Scraps was an American satirical magazine published annually, initially on December 1 and later on January 1. Started in Boston in 1828 by the erstwhile actor David Claypoole Johnston, it was printed from engraved copper plates and sported four pages of cartoons in each issue. Some issues had alternative titles - such as Trollopania no. 5 for 1834, Fiddle,-D.D. no. 7 Nine numbers of the magazine were published between 1828 and 1849.

Johnston was the first American satirical artist to enjoy widespread popular appeal. He was regarded as the outstanding caricaturist of New England, and was the first American trained on native soil to achieve such a high degree of proficiency in the various disciplines related to lithography, etching, metal plate engraving, and wood engraving. He was raised in Philadelphia, and apprenticed to Francis Kearney from whom he learned the complexities of engraving and etching.
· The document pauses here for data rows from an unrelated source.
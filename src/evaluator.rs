//! Static evaluation of positions that are not yet won

use crate::board::{goal_mask, Board, Color, GoalEdge};

/// Score of a position where the evaluated color has a network
pub const WIN_SCORE: i32 = 100;
/// Score of a position where the opponent has a network
pub const LOSS_SCORE: i32 = -WIN_SCORE;

/// Bonus for each goal edge holding at least one piece
pub const GOAL_EDGE_SCORE: i32 = 5;
/// Bonus per piece of the longest chain
pub const CHAIN_PIECE_SCORE: i32 = 10;

/// Scores the board from the point of view of `color`
///
/// Completed networks dominate, otherwise the score is the difference of the
/// two colors' goal edge and longest chain bonuses.
pub fn evaluate(board: &Board, color: Color) -> i32 {
    let opponent = color.opponent();
    if board.has_network(color) {
        return WIN_SCORE;
    }
    if board.has_network(opponent) {
        return LOSS_SCORE;
    }
    heuristic_score(board, color) - heuristic_score(board, opponent)
}

fn heuristic_score(board: &Board, color: Color) -> i32 {
    let goal_edges = [GoalEdge::Start, GoalEdge::End]
        .iter()
        .filter(|&&edge| board.mask(color) & goal_mask(color, edge) != 0)
        .count() as i32;

    goal_edges * GOAL_EDGE_SCORE + board.longest_chain(color) as i32 * CHAIN_PIECE_SCORE
}
//! Move legality and move generation

use crate::{
    board::{goal_area, neighbourhood, Board, Color, Coordinate, Squares},
    moves::Move,
    BOARD_SIZE,
};

impl Board {
    /// Returns true if `candidate` may be played by `color` on this board
    pub fn is_legal(&self, candidate: Move, color: Color) -> bool {
        let to = candidate.to();

        // the moving piece is not part of the board it lands on
        let own_pieces = match candidate {
            Move::Add { .. } => {
                if self.reserve(color) == 0 {
                    return false;
                }
                self.mask(color)
            }
            Move::Step { from, .. } => {
                if from == to || self.reserve(color) > 0 {
                    return false;
                }
                if !from.on_board() || self.mask(color) & from.bit() == 0 {
                    return false;
                }
                self.mask(color) & !from.bit()
            }
        };

        if !to.on_board() || to.is_corner() || !self.cell(to).is_empty() {
            return false;
        }
        // the opponent's goal edges are closed to this color
        if goal_area(color.opponent()) & to.bit() != 0 {
            return false;
        }
        !creates_cluster(own_pieces, to)
    }

    /// Generates every legal move for `color` in row-major order of the
    /// destination square
    pub fn legal_moves(&self, color: Color) -> Vec<Move> {
        let empty_squares = Squares::new(!self.occupied());

        if self.reserve(color) > 0 {
            empty_squares
                .map(|to| Move::Add { to })
                .filter(|&candidate| self.is_legal(candidate, color))
                .collect()
        } else {
            let mut moves = Vec::with_capacity(BOARD_SIZE * BOARD_SIZE);
            for to in empty_squares {
                for from in self.pieces(color) {
                    let candidate = Move::Step { to, from };
                    if self.is_legal(candidate, color) {
                        moves.push(candidate);
                    }
                }
            }
            moves
        }
    }
}

/// Returns true if a piece placed on `square` would join a group of three or
/// more touching pieces of `own_pieces`
fn creates_cluster(own_pieces: u64, square: Coordinate) -> bool {
    let touching = neighbourhood(square) & own_pieces;
    match touching.count_ones() {
        0 => false,
        1 => {
            // the single neighbour must not already have a neighbour of its own
            Squares::new(touching)
                .any(|neighbour| neighbourhood(neighbour) & own_pieces != 0)
        }
        _ => true,
    }
}
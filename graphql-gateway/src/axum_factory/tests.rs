use axum::body::Body;
use http::Method;
use http::StatusCode;
use http::header::ACCEPT;
use http::header::ACCESS_CONTROL_ALLOW_ORIGIN;
use http::header::ACCESS_CONTROL_REQUEST_METHOD;
use http::header::CONTENT_TYPE;
use http::header::ORIGIN;
use http_body_util::BodyExt;
use serde_json::json;
use test_log::test;
use tower::ServiceExt;

use super::make_axum_router;
use crate::configuration::Configuration;
use crate::configuration::HealthCheck;
use crate::configuration::LandingPage;
use crate::configuration::Server;
use crate::context::ContextFactory;
use crate::engine::GraphQLEngine;
use crate::json_ext::Value;
use crate::schema::Resolvers;
use crate::schema::assemble;

const HEALTH_PATH: &str = "/.well-known/apollo/server-health";
const BROWSER_ACCEPT: &str = "text/html,application/xhtml+xml,application/xml;q=0.9,*/*;q=0.8";

fn engine(configuration: &Configuration) -> GraphQLEngine {
    let schema = assemble(
        "type Query { hello: String }",
        Resolvers::new().field("Query", "hello", |_| async {
            Ok(Value::String("world".into()))
        }),
    )
    .unwrap();
    let engine = GraphQLEngine::new(schema, ContextFactory::anonymous(), configuration);
    engine.start().unwrap();
    engine
}

fn router(configuration: &Configuration) -> axum::Router {
    make_axum_router(engine(configuration), configuration).unwrap()
}

async fn send(
    router: axum::Router,
    request: http::Request<Body>,
) -> (StatusCode, http::HeaderMap, bytes::Bytes) {
    let response = router.oneshot(request).await.unwrap();
    let status = response.status();
    let headers = response.headers().clone();
    let body = response.into_body().collect().await.unwrap().to_bytes();
    (status, headers, body)
}

fn browser_get(path: &str) -> http::Request<Body> {
    http::Request::get(path)
        .header(ACCEPT, BROWSER_ACCEPT)
        .body(Body::empty())
        .unwrap()
}

#[test(tokio::test)]
async fn executes_graphql_posts() {
    let configuration = Configuration::default();
    let (status, headers, body) = send(
        router(&configuration),
        http::Request::post("/graphql")
            .header(CONTENT_TYPE, "application/json")
            .body(Body::from(r#"{"query":"{ hello }"}"#))
            .unwrap(),
    )
    .await;

    assert_eq!(status, StatusCode::OK);
    assert!(
        headers[CONTENT_TYPE]
            .to_str()
            .unwrap()
            .starts_with("application/json")
    );
    let body: serde_json::Value = serde_json::from_slice(&body).unwrap();
    assert_eq!(body, json!({ "data": { "hello": "world" } }));
}

#[test(tokio::test)]
async fn browsers_get_the_landing_page() {
    let configuration = Configuration::default();
    let (status, headers, body) = send(router(&configuration), browser_get("/graphql")).await;

    assert_eq!(status, StatusCode::OK);
    assert_eq!(headers[CONTENT_TYPE], "text/html; charset=utf-8");
    assert!(std::str::from_utf8(&body).unwrap().contains("/graphql"));
}

#[test(tokio::test)]
async fn without_a_landing_page_browser_navigation_is_blocked() {
    let configuration = Configuration::builder()
        .landing_page(LandingPage::builder().enabled(false).build())
        .build()
        .unwrap();
    let (status, _, body) = send(router(&configuration), browser_get("/graphql")).await;

    assert_eq!(status, StatusCode::BAD_REQUEST);
    let body: serde_json::Value = serde_json::from_slice(&body).unwrap();
    assert_eq!(body["errors"][0]["extensions"]["code"], json!("CSRF_ERROR"));
}

#[test(tokio::test)]
async fn health_check_fails_once_draining() {
    let configuration = Configuration::default();
    let engine = engine(&configuration);
    let router = make_axum_router(engine.clone(), &configuration).unwrap();

    let (status, _, body) = send(
        router.clone(),
        http::Request::get(HEALTH_PATH).body(Body::empty()).unwrap(),
    )
    .await;
    assert_eq!(status, StatusCode::OK);
    assert_eq!(
        serde_json::from_slice::<serde_json::Value>(&body).unwrap(),
        json!({ "status": "pass" })
    );

    engine.drain().await;

    let (status, _, body) = send(
        router,
        http::Request::get(HEALTH_PATH).body(Body::empty()).unwrap(),
    )
    .await;
    assert_eq!(status, StatusCode::SERVICE_UNAVAILABLE);
    assert_eq!(
        serde_json::from_slice::<serde_json::Value>(&body).unwrap(),
        json!({ "status": "fail" })
    );
}

#[test(tokio::test)]
async fn health_check_can_be_disabled() {
    let configuration = Configuration::builder()
        .health_check(HealthCheck {
            enabled: false,
            ..Default::default()
        })
        .build()
        .unwrap();
    let (status, _, _) = send(
        router(&configuration),
        http::Request::get(HEALTH_PATH).body(Body::empty()).unwrap(),
    )
    .await;

    assert_eq!(status, StatusCode::NOT_FOUND);
}

#[test(tokio::test)]
async fn oversized_bodies_are_rejected() {
    let configuration = Configuration::builder()
        .server(Server::builder().max_request_body_size(32).build())
        .build()
        .unwrap();
    let query = format!(
        r#"{{"query":"{{ hello }}","variables":{{"padding":"{}"}}}}"#,
        "a".repeat(64)
    );
    let (status, _, body) = send(
        router(&configuration),
        http::Request::post("/graphql")
            .header(CONTENT_TYPE, "application/json")
            .body(Body::from(query))
            .unwrap(),
    )
    .await;

    assert_eq!(status, StatusCode::PAYLOAD_TOO_LARGE);
    let body: serde_json::Value = serde_json::from_slice(&body).unwrap();
    assert_eq!(
        body["errors"][0]["message"],
        json!("Request body payload too large")
    );
}

#[test(tokio::test)]
async fn cors_preflights_are_answered_for_allowed_origins() {
    let configuration = Configuration::default();
    let (status, headers, _) = send(
        router(&configuration),
        http::Request::builder()
            .method(Method::OPTIONS)
            .uri("/graphql")
            .header(ORIGIN, "https://studio.apollographql.com")
            .header(ACCESS_CONTROL_REQUEST_METHOD, "POST")
            .body(Body::empty())
            .unwrap(),
    )
    .await;

    assert_eq!(status, StatusCode::OK);
    assert_eq!(
        headers[ACCESS_CONTROL_ALLOW_ORIGIN],
        "https://studio.apollographql.com"
    );
}

#[test(tokio::test)]
async fn cors_headers_are_withheld_from_unknown_origins() {
    let configuration = Configuration::default();
    let (_, headers, _) = send(
        router(&configuration),
        http::Request::builder()
            .method(Method::OPTIONS)
            .uri("/graphql")
            .header(ORIGIN, "https://evil.example.com")
            .header(ACCESS_CONTROL_REQUEST_METHOD, "POST")
            .body(Body::empty())
            .unwrap(),
    )
    .await;

    assert!(headers.get(ACCESS_CONTROL_ALLOW_ORIGIN).is_none());
}
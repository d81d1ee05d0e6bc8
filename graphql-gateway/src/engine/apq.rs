//!  (A)utomatic (P)ersisted (Q)ueries cache.
//!
//!  For more information on APQ see:
//!  <https://www.apollographql.com/docs/apollo-server/performance/apq/>

use std::num::NonZeroUsize;

use http::StatusCode;
use serde::Deserialize;
use serde_json_bytes::json;
use sha2::Digest;
use sha2::Sha256;

use crate::cache::CacheStorage;
use crate::graphql;

/// A persisted query.
#[derive(Deserialize, Clone, Debug)]
struct PersistedQuery {
    version: u8,
    #[serde(rename = "sha256Hash")]
    sha256hash: String,
}

/// How a request was rejected by the APQ step.
#[derive(Debug)]
pub(crate) struct ApqRejection {
    pub(crate) status: StatusCode,
    pub(crate) error: graphql::Error,
}

#[derive(Clone)]
pub(crate) struct Apq {
    cache: CacheStorage<String, String>,
}

impl Apq {
    pub(crate) fn new(capacity: NonZeroUsize) -> Self {
        Self {
            cache: CacheStorage::new(capacity, "APQ"),
        }
    }

    /// Fills in `request.query` from the cache, or stores it for later hash-only requests.
    pub(crate) async fn apq_request(
        &self,
        request: &mut graphql::Request,
    ) -> Result<(), ApqRejection> {
        let Some(persisted_query) = request
            .extensions
            .get("persistedQuery")
            .and_then(|value| serde_json_bytes::from_value::<PersistedQuery>(value.clone()).ok())
        else {
            return Ok(());
        };

        if persisted_query.version != 1 {
            return Err(ApqRejection {
                status: StatusCode::BAD_REQUEST,
                error: graphql::Error::builder()
                    .message("Unsupported persisted query version")
                    .extension_code("PERSISTED_QUERY_UNSUPPORTED_VERSION")
                    .build(),
            });
        }

        let query_hash = persisted_query.sha256hash.to_ascii_lowercase();
        match &request.query {
            Some(query) => {
                if !hex::decode(query_hash.as_bytes())
                    .is_ok_and(|hash| query_matches_hash(query, &hash))
                {
                    tracing::debug!("apq: graphql request doesn't match provided sha256Hash");
                    return Err(ApqRejection {
                        status: StatusCode::BAD_REQUEST,
                        error: graphql::Error::builder()
                            .message("provided sha does not match query")
                            .extension_code("PERSISTED_QUERY_HASH_MISMATCH")
                            .build(),
                    });
                }
                tracing::trace!("apq: cache insert");
                self.cache.insert(query_hash, query.clone()).await;
                Ok(())
            }
            None => match self.cache.get(&query_hash).await {
                Some(cached_query) => {
                    tracing::trace!("apq: cache hit");
                    request.query = Some(cached_query);
                    Ok(())
                }
                None => {
                    tracing::trace!("apq: cache miss");
                    let mut error = graphql::Error::builder()
                        .message("PersistedQueryNotFound")
                        .extension_code("PERSISTED_QUERY_NOT_FOUND")
                        .build();
                    error.extensions.insert(
                        "exception",
                        json!({
                            "stacktrace": ["PersistedQueryNotFoundError: PersistedQueryNotFound"]
                        }),
                    );
                    Err(ApqRejection {
                        status: StatusCode::OK,
                        error,
                    })
                }
            },
        }
    }
}

fn query_matches_hash(query: &str, hash: &[u8]) -> bool {
    let mut digest = Sha256::new();
    digest.update(query.as_bytes());
    hash == digest.finalize().as_slice()
}
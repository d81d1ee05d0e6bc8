use serde::Deserialize;
use serde::Deserializer;
use serde::Serialize;
use serde::de::Error as _;
use serde_json_bytes::ByteString;
use serde_json_bytes::Map as JsonMap;
use serde_json_bytes::Value;

use crate::json_ext::Object;

/// The body of a GraphQL POST, or the parameters of a GraphQL GET.
///
/// `extensions.persistedQuery` carries the automatic persisted query hash.
#[derive(Clone, Debug, PartialEq, Eq, Serialize, Deserialize, Default)]
#[serde(rename_all = "camelCase")]
#[non_exhaustive]
pub struct Request {
    /// Document text. May be absent when a persisted query hash is sent instead.
    #[serde(skip_serializing_if = "Option::is_none", default)]
    pub query: Option<String>,

    /// Required when the document holds more than one operation.
    #[serde(skip_serializing_if = "Option::is_none", default)]
    pub operation_name: Option<String>,

    #[serde(
        skip_serializing_if = "Object::is_empty",
        default,
        deserialize_with = "null_as_empty"
    )]
    pub variables: Object,

    #[serde(
        skip_serializing_if = "Object::is_empty",
        default,
        deserialize_with = "null_as_empty"
    )]
    pub extensions: Object,
}

// clients send `"variables": null` for operations without variables
fn null_as_empty<'de, D>(deserializer: D) -> Result<Object, D::Error>
where
    D: Deserializer<'de>,
{
    Ok(Option::<Object>::deserialize(deserializer)?.unwrap_or_default())
}

/// GET parameters before their JSON members are decoded.
#[derive(Deserialize)]
#[serde(rename_all = "camelCase")]
struct QueryParameters {
    query: Option<String>,
    operation_name: Option<String>,
    variables: Option<String>,
    extensions: Option<String>,
}

fn json_parameter(raw: Option<&str>) -> Result<Object, serde_json::Error> {
    match raw {
        Some(raw) if !raw.trim().is_empty() => {
            Ok(Option::<Object>::deserialize(&mut serde_json::Deserializer::from_str(raw))?
                .unwrap_or_default())
        }
        _ => Ok(Object::default()),
    }
}

#[buildstructor::buildstructor]
impl Request {
    #[builder(visibility = "pub")]
    fn new(
        query: Option<String>,
        operation_name: Option<String>,
        // the map type, not the `Object` alias, so that buildstructor generates `.variable(k, v)`
        variables: JsonMap<ByteString, Value>,
        extensions: JsonMap<ByteString, Value>,
    ) -> Self {
        Self {
            query,
            operation_name,
            variables,
            extensions,
        }
    }

    pub fn from_bytes(body: &[u8]) -> Result<Request, serde_json::Error> {
        serde_json::from_slice(body)
    }

    /// Decodes `?query=..&operationName=..&variables=<json>&extensions=<json>`.
    ///
    /// An empty `operationName` counts as absent.
    pub fn from_urlencoded_query(url_encoded_query: &str) -> Result<Request, serde_json::Error> {
        let parameters: QueryParameters = serde_urlencoded::from_str(url_encoded_query)
            .map_err(|error| serde_json::Error::custom(error.to_string()))?;

        Ok(Self {
            variables: json_parameter(parameters.variables.as_deref())?,
            extensions: json_parameter(parameters.extensions.as_deref())?,
            query: parameters.query,
            operation_name: parameters.operation_name.filter(|name| !name.is_empty()),
        })
    }
}
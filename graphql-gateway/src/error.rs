//! Gateway errors.
use std::net::SocketAddr;
use std::time::Duration;

use displaydoc::Display;
use thiserror::Error;

pub use crate::configuration::ConfigurationError;

/// Errors raised while assembling an executable schema.
///
/// These are fatal at startup: a gateway that fails to assemble its schema never listens.
#[derive(Error, Display, Debug, Clone, PartialEq, Eq)]
#[non_exhaustive]
pub enum SchemaBuildError {
    /// invalid type definitions: {0}
    InvalidTypeDefinitions(String),

    /// resolvers reference type `{0}` which is not defined in the type definitions
    UndefinedType(String),

    /// resolvers reference field `{type_name}.{field_name}` which is not defined in the type definitions
    UndefinedField {
        /// The type the resolver was bound to.
        type_name: String,
        /// The field that does not exist on that type.
        field_name: String,
    },

    /// resolvers can only be bound to fields of object types, but `{0}` is not an object type
    NotAnObjectType(String),
}

/// Errors that stop the gateway from starting or from shutting down cleanly.
#[derive(Error, Display, Debug)]
#[non_exhaustive]
pub enum GatewayError {
    /// failed to start server
    StartupError,

    /// the GraphQL engine has already been started
    AlreadyStarted,

    /// no schema was provided
    NoSchema,

    /// could not bind {0}: {1}
    BindError(SocketAddr, std::io::Error),

    /// could not assemble the schema: {0}
    SchemaError(#[from] SchemaBuildError),

    /// invalid configuration: {0}
    ConfigurationError(#[from] ConfigurationError),

    /// could not create the session resolver: {0}
    SessionResolverError(#[from] SessionError),

    /// failed to stop HTTP Server
    HttpServerLifecycleError,

    /// in-flight operations did not complete within the drain deadline of {0:?}
    DrainDeadlineExceeded(Duration),
}

/// Errors raised by a [`crate::session::SessionResolver`].
///
/// The context factory never propagates these: they degrade the request to an anonymous context.
#[derive(Error, Display, Debug)]
#[non_exhaustive]
pub enum SessionError {
    /// could not reach the identity provider: {0}
    Request(#[from] reqwest::Error),

    /// the identity provider responded with unexpected status {0}
    UnexpectedStatus(http::StatusCode),

    /// the identity provider returned an invalid session payload: {0}
    InvalidPayload(String),

    /// session resolution failed: {0}
    Other(String),
}
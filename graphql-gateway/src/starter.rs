//! The schema the `gateway` binary serves.

use crate::error::SchemaBuildError;
use crate::execution::FieldError;
use crate::execution::ResolveInfo;
use crate::json_ext::Value;
use crate::schema::ExecutableSchema;
use crate::schema::Resolvers;
use crate::schema::assemble;

pub const STARTER_TYPE_DEFS: &str = r#"
"Any JSON value"
scalar JSON

type Query {
  "The session of the caller. Fails with UNAUTHENTICATED for anonymous requests."
  me: JSON
  "Whether the request carried a session the identity provider accepted."
  authenticated: Boolean!
}
"#;

/// Assembles [`STARTER_TYPE_DEFS`] with its resolvers.
pub fn starter_schema() -> Result<ExecutableSchema, SchemaBuildError> {
    let resolvers = Resolvers::new()
        .field("Query", "me", |info: ResolveInfo| async move {
            match info.session() {
                Some(session) => Ok(session.value().clone()),
                None => Err(FieldError::new("You must be logged in to query this field")
                    .with_code("UNAUTHENTICATED")),
            }
        })
        .field("Query", "authenticated", |info: ResolveInfo| async move {
            Ok(Value::Bool(info.context().is_authenticated()))
        });
    assemble(STARTER_TYPE_DEFS, resolvers)
}
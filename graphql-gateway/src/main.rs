fn main() -> anyhow::Result<()> {
    graphql_gateway::main()
}
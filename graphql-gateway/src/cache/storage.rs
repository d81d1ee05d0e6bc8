use std::fmt;
use std::hash::Hash;
use std::num::NonZeroUsize;
use std::sync::Arc;
use std::time::Duration;
use std::time::Instant;

use lru::LruCache;
use tokio::sync::Mutex;

pub(crate) trait KeyType: Clone + fmt::Debug + Hash + Eq + Send + Sync {}
pub(crate) trait ValueType: Clone + Send + Sync {}

// Blanket implementation which satisfies the compiler
impl<K> KeyType for K where K: Clone + fmt::Debug + Hash + Eq + Send + Sync {}

// Blanket implementation which satisfies the compiler
impl<V> ValueType for V where V: Clone + Send + Sync {}

struct Entry<V> {
    value: V,
    expires_at: Option<Instant>,
}

impl<V> Entry<V> {
    fn is_expired(&self, now: Instant) -> bool {
        self.expires_at.is_some_and(|expires_at| expires_at <= now)
    }
}

/// Capacity-bounded in-memory storage.
///
/// Evicts the least recently used entry once full. Entries inserted with a time to live
/// are dropped lazily, on the first lookup after they expire.
#[derive(Clone)]
pub(crate) struct CacheStorage<K: KeyType, V: ValueType> {
    caller: &'static str,
    inner: Arc<Mutex<LruCache<K, Entry<V>>>>,
}

impl<K, V> CacheStorage<K, V>
where
    K: KeyType,
    V: ValueType,
{
    pub(crate) fn new(max_capacity: NonZeroUsize, caller: &'static str) -> Self {
        Self {
            caller,
            inner: Arc::new(Mutex::new(LruCache::new(max_capacity))),
        }
    }

    pub(crate) async fn get(&self, key: &K) -> Option<V> {
        let mut guard = self.inner.lock().await;
        let now = Instant::now();
        match guard.get(key) {
            Some(entry) if entry.is_expired(now) => {
                guard.pop(key);
                tracing::trace!(cache = self.caller, ?key, "expired entry evicted");
                None
            }
            Some(entry) => Some(entry.value.clone()),
            None => None,
        }
    }

    pub(crate) async fn insert(&self, key: K, value: V) {
        self.put(key, value, None).await
    }

    pub(crate) async fn insert_with_ttl(&self, key: K, value: V, ttl: Duration) {
        self.put(key, value, Instant::now().checked_add(ttl)).await
    }

    async fn put(&self, key: K, value: V, expires_at: Option<Instant>) {
        let mut guard = self.inner.lock().await;
        if let Some((evicted, _)) = guard.push(key, Entry { value, expires_at }) {
            tracing::trace!(cache = self.caller, key = ?evicted, "entry evicted");
        }
    }

    #[cfg(test)]
    pub(crate) async fn len(&self) -> usize {
        self.inner.lock().await.len()
    }
}
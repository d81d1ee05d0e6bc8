//! Per-operation execution contexts.

use std::fmt;
use std::panic::AssertUnwindSafe;
use std::sync::Arc;
use std::time::Duration;

use futures::FutureExt;
use http::request::Parts;

use crate::configuration::SessionConfig;
use crate::session::NoSessionResolver;
use crate::session::Session;
use crate::session::SessionResolver;

/// The context every resolver of one operation sees.
///
/// Built once per operation and never shared between operations.
#[derive(Clone, Default)]
pub struct ExecutionContext {
    session: Option<Session>,
}

impl ExecutionContext {
    /// A context without a session.
    pub fn anonymous() -> Self {
        Self::default()
    }

    pub fn with_session(session: Session) -> Self {
        Self {
            session: Some(session),
        }
    }

    pub fn session(&self) -> Option<&Session> {
        self.session.as_ref()
    }

    pub fn is_authenticated(&self) -> bool {
        self.session.is_some()
    }
}

impl fmt::Debug for ExecutionContext {
    fn fmt(&self, f: &mut fmt::Formatter<'_>) -> fmt::Result {
        f.debug_struct("ExecutionContext")
            .field("authenticated", &self.is_authenticated())
            .finish()
    }
}

/// Builds an [`ExecutionContext`] from an incoming request.
///
/// Building a context never fails. When the session resolver errors, panics or exceeds its
/// timeout, the operation runs with an anonymous context and a warning is logged.
#[derive(Clone)]
pub struct ContextFactory {
    resolver: Arc<dyn SessionResolver>,
    timeout: Duration,
    log_sessions: bool,
}

impl ContextFactory {
    pub fn new(resolver: Arc<dyn SessionResolver>, configuration: &SessionConfig) -> Self {
        Self {
            resolver,
            timeout: configuration.timeout,
            log_sessions: configuration.log_sessions,
        }
    }

    /// A factory that builds anonymous contexts only.
    pub fn anonymous() -> Self {
        Self::new(Arc::new(NoSessionResolver), &SessionConfig::default())
    }

    pub async fn build_context(&self, request: &Parts) -> ExecutionContext {
        let resolution = AssertUnwindSafe(self.resolver.resolve(request)).catch_unwind();
        let session = match tokio::time::timeout(self.timeout, resolution).await {
            Ok(Ok(Ok(session))) => session,
            Ok(Ok(Err(error))) => {
                tracing::warn!(%error, "session resolution failed, continuing anonymously");
                None
            }
            Ok(Err(_)) => {
                tracing::warn!("session resolver panicked, continuing anonymously");
                None
            }
            Err(_) => {
                tracing::warn!(
                    timeout = ?self.timeout,
                    "session resolution timed out, continuing anonymously"
                );
                None
            }
        };

        if self.log_sessions {
            match &session {
                Some(session) => tracing::debug!(session = %session.value(), "resolved session"),
                None => tracing::debug!("no session"),
            }
        }
        tracing::trace!(authenticated = session.is_some(), "built execution context");

        ExecutionContext { session }
    }
}

impl fmt::Debug for ContextFactory {
    fn fmt(&self, f: &mut fmt::Formatter<'_>) -> fmt::Result {
        f.debug_struct("ContextFactory")
            .field("timeout", &self.timeout)
            .field("log_sessions", &self.log_sessions)
            .finish()
    }
}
His first lithograph appeared in the December 1825 issue of the Boston Monthly Magazine.

Johnston had a strong leaning to lampooning, caricature and satire, and his knowledge of the militia, temperance, religion, and politics, provided ample material and targets for his humour.

He was aware of and inspired by the British caricaturist George Cruikshank's Scraps and Sketches published in 1827, and the similarity of title is not coincidental.